In the second half of the nineteenth century the railway arrived in Cornwall. Other visitors followed the Queen's example and Kynance Cove became a very popular tourist destination. Among the Victorian visitors was 'Water Babies' author Charles Kingsley, who came here with his friend, the Reverend C.A.Johns. Kingsley was a botanist of some repute as well as a novelist, and no doubt he pointed out the many different species of plant as they strolled through these meadows. Rev Johns exclaimed: 'If I throw my hat on the ground, wherever it lands there will be at least 10 species of wild plant underneath!' Look out for a rare green-winged orchid among the celandines and ox-eye daisies, and the yellow flowers of the creeping bird's-foot trefoil, as well as the red threads of the parasitic dodder, wound around the gorse bushes.

  1. Continue straight ahead on the road towards Kynance Cove, taking the path on the right just after the bungalow on the corner. Follow the path across the downs and on to the road above the beach car park at Kynance.

The open ground here is one of the few areas in Britain of the rare Cornish heath. In spring and summer the bushes are brimming with songbirds such as robins, blackbirds, wrens and various warblers, with stonechats scolding from their nests. In autumn look out for whinchats, ring ouzels, black restarts and pied flycatchers.

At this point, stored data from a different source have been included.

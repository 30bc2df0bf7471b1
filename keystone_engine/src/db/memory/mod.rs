//! In-memory backends.
//!
//! These keep everything in process memory behind a `tokio` read-write lock, and are the default backends of the
//! server binary. Data does not survive a restart; a durable backend plugs in by implementing the traits in
//! [`crate::traits`].
mod content;
mod media;

pub use content::MemoryContentStore;
pub use media::MemoryMediaStore;
use std::{collections::BTreeMap, sync::Arc};

use chrono::Utc;
use log::trace;
use tokio::sync::RwLock;

use crate::{
    db_types::{NewPost, Post, PostUpdate},
    traits::ContentManagement,
    ContentApiError,
};

#[derive(Debug, Default)]
struct ContentState {
    last_id: i64,
    posts: BTreeMap<i64, Post>,
}

impl ContentState {
    fn slug_taken(&self, slug: &str, except: Option<i64>) -> bool {
        self.posts.values().any(|p| p.slug == slug && Some(p.id) != except)
    }
}

/// A process-local post store. Clones share the same data.
#[derive(Debug, Clone, Default)]
pub struct MemoryContentStore {
    state: Arc<RwLock<ContentState>>,
}

impl MemoryContentStore {
    pub fn new() -> Self {
        Self::default()
    }
}

impl ContentManagement for MemoryContentStore {
    async fn fetch_posts(&self) -> Result<Vec<Post>, ContentApiError> {
        let state = self.state.read().await;
        Ok(state.posts.values().cloned().collect())
    }

    async fn fetch_post(&self, id: i64) -> Result<Option<Post>, ContentApiError> {
        let state = self.state.read().await;
        Ok(state.posts.get(&id).cloned())
    }

    async fn insert_post(&self, post: NewPost) -> Result<Post, ContentApiError> {
        let mut state = self.state.write().await;
        if state.slug_taken(&post.slug, None) {
            return Err(ContentApiError::SlugConflict(post.slug));
        }
        state.last_id += 1;
        let now = Utc::now();
        let post = Post {
            id: state.last_id,
            title: post.title,
            slug: post.slug,
            body: post.body,
            published: post.published,
            created_at: now,
            updated_at: now,
        };
        trace!("Inserted post #{} ({})", post.id, post.slug);
        state.posts.insert(post.id, post.clone());
        Ok(post)
    }

    async fn update_post(&self, id: i64, update: PostUpdate) -> Result<Option<Post>, ContentApiError> {
        let mut state = self.state.write().await;
        if let Some(slug) = &update.slug {
            if state.slug_taken(slug, Some(id)) {
                return Err(ContentApiError::SlugConflict(slug.clone()));
            }
        }
        let Some(post) = state.posts.get_mut(&id) else {
            return Ok(None);
        };
        update.apply(post, Utc::now());
        Ok(Some(post.clone()))
    }

    async fn delete_post(&self, id: i64) -> Result<bool, ContentApiError> {
        let mut state = self.state.write().await;
        Ok(state.posts.remove(&id).is_some())
    }
}
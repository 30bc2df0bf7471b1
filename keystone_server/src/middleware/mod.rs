mod access_gate;

pub use access_gate::{AccessGateFactory, AccessGateService};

  1. Ignoring the car park (unless you want to finish the walk here), turn right on the gravel path before it and follow it around above the cove, ignoring the path on the right when the road bears left but taking the path on the left to cut off the right-hand bend a short while later.
  2. Reaching the road again, turn left and carry on around the sharp right-hand bend to take the path on the left just beyond. This will take you down past the café and toilets to the beach.

The Cornish name for Kynance is Porth Keynans, meaning 'ravine cove'. There has been a settlement here since before the eighteenth century, and a café here from the following century.

The purply-brown rocks in the middle of the cove are formed of 'tremolite' serpentine. This banded rock has fine grains as a result of the pressure that was applied to it as it surfaced through the Earth's crust. Because it was once molten, there are no fossils in it, and it readily absorbs heat and on a sunny day can be very hot to touch. The pebbles on the beach are of different rocks - white granite and pink gneiss - which were probably brought up from the Earth's crust as the serpentine passed through.

  1. Cross the beach to climb the steps on the far side to return to the car park.